In this article, the concept of Thresholds of Big History is critically examined. It should be abandoned because it is fundamentally flawed."

(https://jbh.journals.villanova.edu/index.php/JBH/article/view/2723/2584)

More information

  • Article: Major transitions in ‘big’ history. Robert Aunger. Technological Forecasting & Social Changed, 2007

URL = https://www.academia.edu/3007922/Major_transitions_in_big_history

"‘Big’ history treats events between the Big Bang and contemporary technological life on Earth as a single narrative, suggesting that cosmological, biological and social processes can be treated similarly. An obvious trend in big history is the development of increasingly complex systems. This implies that the degree to which historical systems have deviated from thermodynamic equilibrium has increased over time. Recent theory suggests that step-wise changes in the work accomplished by a system can be explained using steady-state non-equilibrium thermodynamics. This paper argues that significant macro-historical events can therefore be characterized as transitions to steady states exhibiting persistently higher levels of thermodynamic disequilibrium which result inobservably novel kinds or levels of organisation.
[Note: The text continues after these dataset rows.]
//! Reverse-scan refinement: tightens departure time for a fixed arrival time
//! by scanning a time-reversed view of the timetable.

use crate::model::{CompiledTimetable, Connection, StopIndex};
use crate::time::Time;

use super::csa::{self, Hop, ScanOutcome};
use super::transfer_index::TransferIndex;

/// Builds the time-reversed timetable for a forward arrival time `arrival`:
/// departure/arrival roles swap, every timestamp `t` maps to `arrival - t`,
/// and connections landing before time zero are dropped.
pub fn reverse_timetable(timetable: &CompiledTimetable, arrival: Time) -> CompiledTimetable {
    let a = i64::from(arrival);
    let mut connections: Vec<Connection> = timetable
        .connections
        .iter()
        .filter_map(|c| {
            let new_departure = a - i64::from(c.arrival_time);
            if new_departure < 0 {
                return None;
            }
            let new_arrival = a - i64::from(c.departure_time);
            Some(Connection {
                departure_stop: c.arrival_stop,
                arrival_stop: c.departure_stop,
                departure_time: new_departure as Time,
                arrival_time: new_arrival as Time,
                trip_index: c.trip_index,
            })
        })
        .collect();
    connections.sort_by_key(|c| c.departure_time);

    CompiledTimetable {
        connections,
        num_stops: timetable.num_stops,
        num_trips: timetable.num_trips,
        ids: timetable.ids.clone(),
    }
}

/// Inverts one reversed-domain hop back into real stop/time terms.
fn unmap_hop(hop: Hop, arrival: Time) -> Hop {
    let a = i64::from(arrival);
    match hop {
        Hop::Ride(c) => Hop::Ride(Connection {
            departure_stop: c.arrival_stop,
            arrival_stop: c.departure_stop,
            departure_time: (a - i64::from(c.arrival_time)) as Time,
            arrival_time: (a - i64::from(c.departure_time)) as Time,
            trip_index: c.trip_index,
        }),
        Hop::Transfer {
            from_stop,
            to_stop,
            depart_time,
            arrive_time,
        } => Hop::Transfer {
            from_stop: to_stop,
            to_stop: from_stop,
            depart_time: (a - i64::from(arrive_time)) as Time,
            arrive_time: (a - i64::from(depart_time)) as Time,
        },
    }
}

/// Runs the reverse scan for an already-found forward arrival `arrival_time`
/// at the destination. Returns the real-domain hops of the refined path, or
/// `None` if the reversed scan finds nothing (in which case the caller keeps
/// the forward result).
pub fn refine(
    timetable: &CompiledTimetable,
    transfers: &TransferIndex,
    starts: &[StopIndex],
    ends: &[StopIndex],
    arrival_time: Time,
    max_transfers: Option<u32>,
) -> Option<Vec<Hop>> {
    let reversed = reverse_timetable(timetable, arrival_time);
    if reversed.is_empty() {
        return None;
    }

    let outcome: ScanOutcome = csa::scan(&reversed, transfers, ends, starts, 0, max_transfers);
    let (best_stop, _) = outcome.best(starts)?;

    let hops = csa::walk_back(&outcome, ends, best_stop);
    if hops.is_empty() {
        return None;
    }
    Some(
        hops.into_iter()
            .map(|hop| unmap_hop(hop, arrival_time))
            .collect(),
    )
}
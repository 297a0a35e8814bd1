//! Point-to-point journey planning over a GTFS schedule via the Connection
//! Scan Algorithm.
//!
//! [`loading`] reads a GTFS directory into a [`model::Feed`]. [`compiler`]
//! projects that feed onto one service day and optional route filter into a
//! [`model::CompiledTimetable`]. [`routing`] runs the forward scan, its
//! reverse-scan refinement, and the journey reconstructor over the result.
//! [`query::Planner`] ties the three stages together behind a single
//! configuration surface, [`query::PlannerOptions`].

pub mod compiler;
pub mod error;
pub mod loading;
pub mod model;
pub mod prelude;
pub mod query;
pub mod resolve;
pub mod routing;
pub mod time;

pub use error::{Error, Result};
pub use query::{Planner, PlannerOptions};
pub use resolve::StopQuery;
pub use routing::{Journey, Leg};
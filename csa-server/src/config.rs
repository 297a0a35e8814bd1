//! TOML configuration for `csa-server`.

use std::net::SocketAddr;
use std::path::{Path, PathBuf};

use serde::Deserialize;

#[derive(Debug, thiserror::Error)]
pub enum ConfigError {
    #[error("reading config file {path}: {source}")]
    Read {
        path: PathBuf,
        #[source]
        source: std::io::Error,
    },
    #[error("parsing config file {path}: {source}")]
    Parse {
        path: PathBuf,
        #[source]
        source: toml::de::Error,
    },
}

/// Default query options applied when a request omits them.
#[derive(Debug, Clone, Deserialize)]
pub struct DefaultQueryOptions {
    #[serde(default = "default_max_transfers")]
    pub max_transfers: Option<u32>,
    #[serde(default = "default_earliest_arrival")]
    pub earliest_arrival: bool,
    #[serde(default)]
    pub include_ids: bool,
}

fn default_max_transfers() -> Option<u32> {
    None
}

fn default_earliest_arrival() -> bool {
    true
}

impl Default for DefaultQueryOptions {
    fn default() -> Self {
        DefaultQueryOptions {
            max_transfers: default_max_transfers(),
            earliest_arrival: default_earliest_arrival(),
            include_ids: false,
        }
    }
}

#[derive(Debug, Clone, Deserialize)]
pub struct ServerConfig {
    pub gtfs_dir: PathBuf,
    #[serde(default = "default_bind_address")]
    pub bind_address: SocketAddr,
    #[serde(default)]
    pub default_query: DefaultQueryOptions,
}

fn default_bind_address() -> SocketAddr {
    ([127, 0, 0, 1], 8080).into()
}

impl ServerConfig {
    pub fn load(path: &Path) -> Result<Self, ConfigError> {
        let text = std::fs::read_to_string(path).map_err(|source| ConfigError::Read {
            path: path.to_path_buf(),
            source,
        })?;
        toml::from_str(&text).map_err(|source| ConfigError::Parse {
            path: path.to_path_buf(),
            source,
        })
    }
}
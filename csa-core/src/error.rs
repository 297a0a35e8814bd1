use thiserror::Error;

/// Errors surfaced by a single query. Fatal to that query, never to the process.
#[derive(Error, Debug)]
pub enum Error {
    #[error("time argument was not a scalar, (H, M), (H, M, S), or HH:MM:SS string")]
    BadTime,
    #[error("day '{0}' does not match any weekday")]
    UnknownDay(String),
    #[error("day '{0}' matches more than one weekday")]
    AmbiguousDay(String),
    #[error("route_pattern matched no routes")]
    NoRoutesMatch,
    #[error("route_pattern was the literal \"!\"")]
    SillyPattern,
    #[error("no trip's service runs on the resolved day")]
    NoServicesOnDay,
    #[error("no connections remain after the start time")]
    NoServicesAfterStart,
    #[error("no stop matches '{0}'")]
    StationNotFound(String),
    #[error("from and to have different lengths ({from} vs {to})")]
    LengthMismatch { from: usize, to: usize },
    #[error("invalid regular expression: {0}")]
    InvalidPattern(#[from] regex::Error),
    #[error("I/O error: {0}")]
    Io(#[from] std::io::Error),
    #[error("CSV error: {0}")]
    Csv(#[from] csv::Error),
    #[error("malformed GTFS field '{field}' in {file}: {value}")]
    InvalidField {
        file: &'static str,
        field: &'static str,
        value: String,
    },
}

pub type Result<T> = std::result::Result<T, Error>;
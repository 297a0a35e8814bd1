//! Top-level query surface: ties the compiler, search engine, refiner and
//! reconstructor together behind one configuration struct.

use chrono::NaiveDate;
use hashbrown::HashMap;

use crate::compiler::{compile, compile_for_date, CalendarDate, CompileOptions, DaySpec};
use crate::error::{Error, Result};
use crate::model::feed::Feed;
use crate::model::{CompiledTimetable, StopIndex};
use crate::resolve::{resolve, StopQuery};
use crate::routing::{reconstruct, refine, scan, walk_back, Journey, TransferIndex};
use crate::time::Time;

/// Configuration for one or more queries against the same compiled day.
/// `day` and `start_time` have no sensible default and must be supplied;
/// the rest mirror the documented defaults.
#[derive(Debug, Clone)]
pub struct PlannerOptions {
    pub day: DaySpec,
    /// A concrete calendar date, when set, takes the compiler down the
    /// `calendar_dates.txt`-aware path instead of the bare weekday in `day`.
    pub date: Option<NaiveDate>,
    pub route_pattern: Option<String>,
    pub start_time: Time,
    pub earliest_arrival: bool,
    pub include_ids: bool,
    pub max_transfers: Option<u32>,
    pub grep_fixed: bool,
}

impl PlannerOptions {
    pub fn new(day: DaySpec, start_time: Time) -> Self {
        PlannerOptions {
            day,
            date: None,
            route_pattern: None,
            start_time,
            earliest_arrival: true,
            include_ids: false,
            max_transfers: None,
            grep_fixed: false,
        }
    }
}

/// A feed paired with a compiled timetable for one `(day, route_pattern)`.
/// Built once per query batch; every individual `from`/`to` pair in the
/// batch reuses it with its own scratch scan state.
pub struct Planner<'f> {
    feed: &'f Feed,
    timetable: CompiledTimetable,
    transfers: TransferIndex,
    stop_index_of: HashMap<String, StopIndex>,
}

impl<'f> Planner<'f> {
    /// Compiles `feed` for `options.day` / `options.route_pattern`.
    ///
    /// # Errors
    ///
    /// Propagates the compiler's errors (`NoServicesOnDay`, `AmbiguousDay`,
    /// `UnknownDay`, `NoRoutesMatch`, `SillyPattern`), plus
    /// `NoServicesAfterStart` if no connection departs at or after
    /// `options.start_time`.
    pub fn compile(feed: &'f Feed, options: &PlannerOptions) -> Result<Self> {
        let compile_options = CompileOptions {
            day: options.day.clone(),
            route_pattern: options.route_pattern.clone(),
        };
        let (timetable, transfers) = match options.date {
            Some(date) => compile_for_date(feed, &compile_options, CalendarDate(date))?,
            None => compile(feed, &compile_options)?,
        };

        let after_start = timetable
            .connections
            .partition_point(|c| c.departure_time < options.start_time)
            < timetable.connections.len();
        if !after_start {
            return Err(Error::NoServicesAfterStart);
        }

        let stop_index_of = timetable
            .ids
            .stop_ids
            .iter()
            .enumerate()
            .map(|(idx, id)| (id.clone(), idx))
            .collect();

        Ok(Planner {
            feed,
            timetable,
            transfers,
            stop_index_of,
        })
    }

    /// Resolves `query` to the compact stop indices of this compiled day.
    fn resolve_stops(&self, query: &StopQuery, grep_fixed: bool) -> Result<Vec<StopIndex>> {
        let stop_ids = resolve(self.feed, query, grep_fixed)?;
        let mut indices = Vec::with_capacity(stop_ids.len());
        for id in &stop_ids {
            match self.stop_index_of.get(id) {
                Some(&idx) => indices.push(idx),
                None => return Err(Error::StationNotFound(id.clone())),
            }
        }
        Ok(indices)
    }

    /// Runs one `from -> to` query.
    pub fn query(
        &self,
        from: &StopQuery,
        to: &StopQuery,
        options: &PlannerOptions,
    ) -> Result<Option<Journey>> {
        let starts = self.resolve_stops(from, options.grep_fixed)?;
        let ends = self.resolve_stops(to, options.grep_fixed)?;
        self.query_resolved(&starts, &ends, options)
    }

    fn query_resolved(
        &self,
        starts: &[StopIndex],
        ends: &[StopIndex],
        options: &PlannerOptions,
    ) -> Result<Option<Journey>> {
        let outcome = scan(
            &self.timetable,
            &self.transfers,
            starts,
            ends,
            options.start_time,
            options.max_transfers,
        );
        let Some((best_stop, arrival_time)) = outcome.best(ends) else {
            return Ok(None);
        };

        let mut hops = walk_back(&outcome, starts, best_stop);
        if options.earliest_arrival {
            if let Some(refined) = refine(
                &self.timetable,
                &self.transfers,
                starts,
                ends,
                arrival_time,
                options.max_transfers,
            ) {
                hops = refined;
            }
        }

        Ok(Some(reconstruct(
            &hops,
            &self.timetable,
            self.feed,
            options.include_ids,
        )))
    }

    /// Runs a batch of independent queries sharing one compiled day.
    ///
    /// # Errors
    ///
    /// `LengthMismatch` if `from.len() != to.len()`.
    pub fn query_many(
        &self,
        from: &[StopQuery],
        to: &[StopQuery],
        options: &PlannerOptions,
    ) -> Result<Vec<Option<Journey>>> {
        if from.len() != to.len() {
            return Err(Error::LengthMismatch {
                from: from.len(),
                to: to.len(),
            });
        }
        from.iter()
            .zip(to.iter())
            .map(|(f, t)| self.query(f, t, options))
            .collect()
    }
}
Further, non-equilibrium thermodynamics suggests that such transitions should have particular temporal structures, beginning with sustainable energy innovations which result in novelties in organisation and in control mechanisms for maintaining the new organisation against energy fluctuations. We show how events in big history which qualify as historically significant by these criteria exhibit this internal structure. Big history thus obeys law-like processes, resulting in a common pattern of major transitions between steady-state historical regimes. This common process from cosmological to contemporary times makes big history a viable and relevant field of scientific study."